Work instructions ▸ Reproduce exactly, and only, the lines below from the one containing "using Readability extraction." through the one containing "let input = TransformInput".

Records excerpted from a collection
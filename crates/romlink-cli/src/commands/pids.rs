//! PIDs command - telemetry parameters of the connected ECU

use anyhow::{Context, Result};
use romlink_manager::DeviceManager;

use crate::output::{OutputContext, PidRow};

pub async fn pids(manager: &DeviceManager, ctx: &OutputContext) -> Result<()> {
    manager.connect().await.context("Failed to connect")?;
    let pids = manager
        .supported_pids()
        .await
        .context("Failed to list supported PIDs")?;

    let rows: Vec<PidRow> = pids
        .into_iter()
        .map(|p| PidRow {
            pid: format!("0x{:04X}", p.pid),
            name: p.name,
            unit: p.unit,
            min: format!("{}", p.min_value),
            max: format!("{}", p.max_value),
        })
        .collect();

    ctx.render(&rows);
    Ok(())
}
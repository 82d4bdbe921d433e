//! romlink-kwp - KWP2000-over-CAN ROM protocol
//!
//! Implements [`EcuProtocol`](romlink_core::EcuProtocol) for ECUs that speak
//! KWP2000 over a CAN adapter, plus a simulated ECU transport used for
//! development and tests.
//!
//! # Architecture
//!
//! ```text
//! ┌──────────────────────────────────────────────┐
//! │              Kwp2000CanProtocol              │
//! │  handshake · read_rom · write_rom · pids     │
//! │                      │                       │
//! │   ┌──────────────┐   │   ┌───────────────┐   │
//! │   │ RomGeometry  │   │   │  derive_key   │   │
//! │   │ (sector diff)│   │   │  (seed/key)   │   │
//! │   └──────────────┘   │   └───────────────┘   │
//! │                ┌─────┴──────┐                │
//! │                │ KwpService │                │
//! │                │ (frames)   │                │
//! │                └─────┬──────┘                │
//! └──────────────────────┼───────────────────────┘
//!                        │ send_frame
//!              ┌─────────┴─────────┐
//!              │    Connection     │
//!              │ (adapter or sim)  │
//!              └───────────────────┘
//! ```

pub mod geometry;
pub mod nrc;
pub mod protocol;
pub mod security;
pub mod services;
pub mod sim;

pub use geometry::RomGeometry;
pub use nrc::NegativeResponseCode;
pub use protocol::{Kwp2000CanProtocol, ROM_GEOMETRY, SUPPORTED_TRANSPORTS};
pub use security::derive_key;
pub use services::KwpService;
pub use sim::{SimulatedEcu, SimulatedTransport, SimulatorConfig, SIM_TRANSPORT_NAME};
//! Highest-quality tier: Readability main-content extraction to markdown via
//! spider_transformations. Persisted method label: "trafilatura".

use scraper::Html;
use spider_transformations::transformation::content::{
    transform_content_input, ReturnFormat, TransformConfig, TransformInput,
};

use crate::dom::{extract_metadata, extract_title};
use crate::error::ExtractError;
use crate::language::detect_language;
use crate::strategy::{markdown_to_text, word_count, ExtractionResult, ExtractionStrategy};

/// Convert raw HTML bytes into clean markdown using Readability extraction.
fn html_to_markdown(html: &[u8], url: Option<&str>) -> String {
    let parsed_url = url.and_then(|u| url::Url::parse(u).ok());
    let config = TransformConfig {
        readability: true,
        main_content: true,
        return_format: ReturnFormat::Markdown,
        filter_images: true,
        filter_svg: true,
        clean_html: true,
    };
    let input = TransformInput {
        url: parsed_url.as_ref(),
        content: html,
        screenshot_bytes: None,
        encoding: None,
        selector_config: None,
        ignore_tags: None,
    };

    transform_content_input(input, &config)
}

pub struct ReadabilityStrategy;

impl ExtractionStrategy for ReadabilityStrategy {
    fn name(&self) -> &'static str {
        "trafilatura"
    }

    fn f1_hint(&self) -> f32 {
        0.945
    }

    fn extract(&self, html: &[u8], url: &str) -> Result<ExtractionResult, ExtractError> {
        let markdown = html_to_markdown(html, Some(url));
        if markdown.trim().is_empty() {
            return Err(ExtractError::SoftFail("readability produced no content".into()));
        }

        let text = markdown_to_text(&markdown);
        let words = word_count(&text);
        if words == 0 {
            return Err(ExtractError::SoftFail("readability produced no words".into()));
        }

        let html_str = String::from_utf8_lossy(html);
        let doc = Html::parse_document(&html_str);
        let title = extract_title(&doc);
        let metadata = extract_metadata(&doc);

        let confidence = (0.55
            + (words as f32 / 600.0).min(0.35)
            + if title.is_empty() { 0.0 } else { 0.05 })
        .min(0.95);

        Ok(ExtractionResult {
            method: self.name().to_string(),
            title,
            language: detect_language(&text),
            word_count: words,
            char_count: text.chars().count() as u32,
            text,
            markdown: Some(markdown),
            metadata,
            confidence,
        })
    }
}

Task result ▸
/// Convert raw HTML bytes into clean markdown using Readability extraction.
fn html_to_markdown(html: &[u8], url: Option<&str>) -> String {
    let parsed_url = url.and_then(|u| url::Url::parse(u).ok());
    let config = TransformConfig {
        readability: true,
        main_content: true,
        return_format: ReturnFormat::Markdown,
        filter_images: true,
        filter_svg: true,
        clean_html: true,
    };
    let input = TransformInput {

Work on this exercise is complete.